**TO DO**
Repeat the entries below exactly. Begin with the first line and end with the line that contains "use std::sync::Arc;".

☆ ☆ ☆ ☆

//! Credential service
//!
//! Issues and validates bearer tokens signed with a symmetric secret
//! (HMAC-SHA-256 over hex-encoded JSON claims), tracks one live session per
//! user, and validates external messaging-platform login payloads.
//!
//! Token layout: `hex(claims_json) . hex(hmac_sha256(secret, hex(claims_json)))`.

use chrono::Utc;
use dashmap::DashMap;
use hmac::{Hmac, Mac};
use serde::{Deserialize, Serialize};
use sha2::{Digest, Sha256};
use std::collections::BTreeMap;
use std::sync::Arc;
use std::time::Duration;

use crate::config::TokenConfig;
use crate::errors::{Error, Result};
use crate::store::models::Role;

type HmacSha256 = Hmac<Sha256>;

#[derive(Debug, Clone, Copy, PartialEq, Eq, Serialize, Deserialize)]
#[serde(rename_all = "lowercase")]
enum TokenType {
    Access,
    Refresh,
}

#[derive(Debug, Serialize, Deserialize)]
struct Claims {
    sub: i64,
    role: Role,
    typ: TokenType,
    iat: i64,
    exp: i64,
}

/// Resolved caller identity attached to requests.
#[derive(Debug, Clone, Copy)]
pub struct Identity {
    pub user_id: i64,
    pub role: Role,
}

/// Access and refresh token pair returned on login.
#[derive(Debug, Clone, Serialize)]
pub struct TokenPair {
    pub access_token: String,
    pub refresh_token: String,
}

struct LiveSession {
    /// SHA-256 of the most recent access token; older tokens are rejected.
    access_fingerprint: [u8; 32],
    last_activity: i64,
}

/// Issues tokens and tracks the single live session per user.
pub struct CredentialService {
    secret: Vec<u8>,
    access_ttl: i64,
    refresh_ttl: i64,
    session_idle: i64,
    sessions: DashMap<i64, LiveSession>,
}

impl CredentialService {
    pub fn new(config: &TokenConfig) -> Self {
        Self {
            secret: config.secret.as_bytes().to_vec(),
            access_ttl: config.access_ttl_secs,
            refresh_ttl: config.refresh_ttl_secs,
            session_idle: config.session_idle_secs,
            sessions: DashMap::new(),
        }
    }

    /// Issue a fresh token pair and (re)register the user's session.
    pub fn issue(&self, user_id: i64, role: Role) -> Result<TokenPair> {
        let now = Utc::now().timestamp();
        let access = self.sign_claims(&Claims {
            sub: user_id,
            role,
            typ: TokenType::Access,
            iat: now,
            exp: now + self.access_ttl,
        })?;
        let refresh = self.sign_claims(&Claims {
            sub: user_id,
            role,
            typ: TokenType::Refresh,
            iat: now,
            exp: now + self.refresh_ttl,
        })?;

        self.sessions.insert(
            user_id,
            LiveSession {
                access_fingerprint: fingerprint(&access),
                last_activity: now,
            },
        );

        Ok(TokenPair {
            access_token: access,
            refresh_token: refresh,
        })
    }

    /// Validate an access token: signature, expiry, type, and session
    /// fingerprint. Bumps the session's activity clock on success.
    pub fn validate_access(&self, token: &str) -> Result<Identity> {
        let claims = self.verify_token(token)?;
        if claims.typ != TokenType::Access {
            return Err(Error::Unauthenticated);
        }

        let now = Utc::now().timestamp();
        let mut session = self
            .sessions
            .get_mut(&claims.sub)
            .ok_or(Error::Unauthenticated)?;
        if session.access_fingerprint != fingerprint(token) {
            return Err(Error::Unauthenticated);
        }
        session.last_activity = now;

        Ok(Identity {
            user_id: claims.sub,
            role: claims.role,
        })
    }

    /// Exchange a refresh token for a new access token. Requires a live
    /// session: after `logout` the same refresh token is useless.
    pub fn refresh(&self, refresh_token: &str) -> Result<String> {
        let claims = self.verify_token(refresh_token)?;
        if claims.typ != TokenType::Refresh {
            return Err(Error::Unauthenticated);
        }

        let now = Utc::now().timestamp();
        let mut session = self
            .sessions
            .get_mut(&claims.sub)
            .ok_or(Error::Unauthenticated)?;

        let access = self.sign_claims(&Claims {
            sub: claims.sub,
            role: claims.role,
            typ: TokenType::Access,
            iat: now,
            exp: now + self.access_ttl,
        })?;
        session.access_fingerprint = fingerprint(&access);
        session.last_activity = now;

        Ok(access)
    }

    pub fn logout(&self, user_id: i64) {
        self.sessions.remove(&user_id);
    }

    /// Drop sessions idle beyond the configured threshold. Returns how many
    /// were removed.
    pub fn reap_idle(&self) -> usize {
        let cutoff = Utc::now().timestamp() - self.session_idle;
        let before = self.sessions.len();
        self.sessions.retain(|_, s| s.last_activity >= cutoff);
        before - self.sessions.len()
    }

    /// Periodic reaper for expired sessions.
    pub fn spawn_reaper(self: &Arc<Self>) {
        let service = Arc::clone(self);
        tokio::spawn(async move {
            let mut interval = tokio::time::interval(Duration::from_secs(600));
            loop {
                interval.tick().await;
                let reaped = service.reap_idle();
                if reaped > 0 {
                    tracing::info!(reaped, "reaped idle sessions");
                }
            }
        });
    }

    fn sign_claims(&self, claims: &Claims) -> Result<String> {
        let payload = hex::encode(serde_json::to_vec(claims)?);
        let tag = self.mac(payload.as_bytes())?;
        Ok(format!("{}.{}", payload, hex::encode(tag)))
    }

    fn verify_token(&self, token: &str) -> Result<Claims> {
        let (payload, tag_hex) = token.split_once('.').ok_or(Error::Unauthenticated)?;
        let tag = hex::decode(tag_hex).map_err(|_| Error::Unauthenticated)?;

        let mut mac = HmacSha256::new_from_slice(&self.secret)
            .map_err(|e| Error::internal(format!("hmac key: {}", e)))?;
        mac.update(payload.as_bytes());
        mac.verify_slice(&tag).map_err(|_| Error::Unauthenticated)?;

        let claims_json = hex::decode(payload).map_err(|_| Error::Unauthenticated)?;
        let claims: Claims =
            serde_json::from_slice(&claims_json).map_err(|_| Error::Unauthenticated)?;

        if claims.exp <= Utc::now().timestamp() {
            return Err(Error::Unauthenticated);
        }
        Ok(claims)
    }

    fn mac(&self, data: &[u8]) -> Result<Vec<u8>> {
        let mut mac = HmacSha256::new_from_slice(&self.secret)
            .map_err(|e| Error::internal(format!("hmac key: {}", e)))?;
        mac.update(data);
        Ok(mac.finalize().into_bytes().to_vec())
    }
}

fn fingerprint(token: &str) -> [u8; 32] {
    let mut hasher = Sha256::new();
    hasher.update(token.as_bytes());
    hasher.finalize().into()
}

/// Identity fields extracted from a validated platform login payload.
#[derive(Debug, Clone)]
pub struct PlatformIdentity {
    pub external_id: String,
    pub username: String,
}

/// Validate a signed login payload from the external messaging platform.
///
/// The payload carries identity fields plus a `hash`; the expected value is
/// `HMAC-SHA-256(key = SHA-256(platform_secret), msg = data-check-string)`
/// where the data-check-string is the remaining fields as sorted `k=v` lines.
/// Payloads older than `max_age_secs` are rejected.
pub fn verify_platform_payload(
    platform_secret: &str,
    fields: &BTreeMap<String, String>,
    max_age_secs: i64,
) -> Result<PlatformIdentity> {
    if platform_secret.is_empty() {
        return Err(Error::FailedPrecondition(
            "platform login is not configured".to_string(),
        ));
    }

    let provided_hash = fields
        .get("hash")
        .ok_or_else(|| Error::invalid("missing field 'hash'"))?;

    // BTreeMap iteration is already sorted by key.
    let data_check_string = fields
        .iter()
        .filter(|(k, _)| k.as_str() != "hash")
        .map(|(k, v)| format!("{}={}", k, v))
        .collect::<Vec<_>>()
        .join("\n");

    let mut key_hasher = Sha256::new();
    key_hasher.update(platform_secret.as_bytes());
    let key = key_hasher.finalize();

    let mut mac = HmacSha256::new_from_slice(&key)
        .map_err(|e| Error::internal(format!("hmac key: {}", e)))?;
    mac.update(data_check_string.as_bytes());
    let expected = hex::encode(mac.finalize().into_bytes());

    if &expected != provided_hash {
        return Err(Error::Unauthenticated);
    }

    let auth_date: i64 = fields
        .get("auth_date")
        .and_then(|v| v.parse().ok())
        .ok_or_else(|| Error::invalid("missing or malformed 'auth_date'"))?;
    if Utc::now().timestamp() - auth_date > max_age_secs {
        return Err(Error::Unauthenticated);
    }

    let external_id = fields
        .get("id")
        .cloned()
        .ok_or_else(|| Error::invalid("missing field 'id'"))?;
    let username = fields
        .get("username")
        .or_else(|| fields.get("first_name"))
        .cloned()
        .unwrap_or_else(|| format!("player-{}", external_id));

    Ok(PlatformIdentity {
        external_id,
        username,
    })
}

/// Argon2id hash for admin passwords.
pub fn hash_password(password: &str) -> Result<String> {
    use argon2::password_hash::{rand_core::OsRng, PasswordHasher, SaltString};
    use argon2::Argon2;

    let salt = SaltString::generate(&mut OsRng);
    Argon2::default()
        .hash_password(password.as_bytes(), &salt)
        .map(|h| h.to_string())
        .map_err(|e| Error::internal(format!("password hashing failed: {}", e)))
}

pub fn verify_password(password: &str, stored_hash: &str) -> Result<bool> {
    use argon2::password_hash::{PasswordHash, PasswordVerifier};
    use argon2::Argon2;

    let parsed = PasswordHash::new(stored_hash)
        .map_err(|e| Error::internal(format!("stored hash malformed: {}", e)))?;
    Ok(Argon2::default()
        .verify_password(password.as_bytes(), &parsed)
        .is_ok())
}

☆ ☆ ☆ ☆

**THE COMPLETED TASK**
//! Credential service
//!
//! Issues and validates bearer tokens signed with a symmetric secret
//! (HMAC-SHA-256 over hex-encoded JSON claims), tracks one live session per
//! user, and validates external messaging-platform login payloads.
//!
//! Token layout: `hex(claims_json) . hex(hmac_sha256(secret, hex(claims_json)))`.

use chrono::Utc;
use dashmap::DashMap;
use hmac::{Hmac, Mac};
use serde::{Deserialize, Serialize};
use sha2::{Digest, Sha256};
use std::collections::BTreeMap;
use std::sync::Arc;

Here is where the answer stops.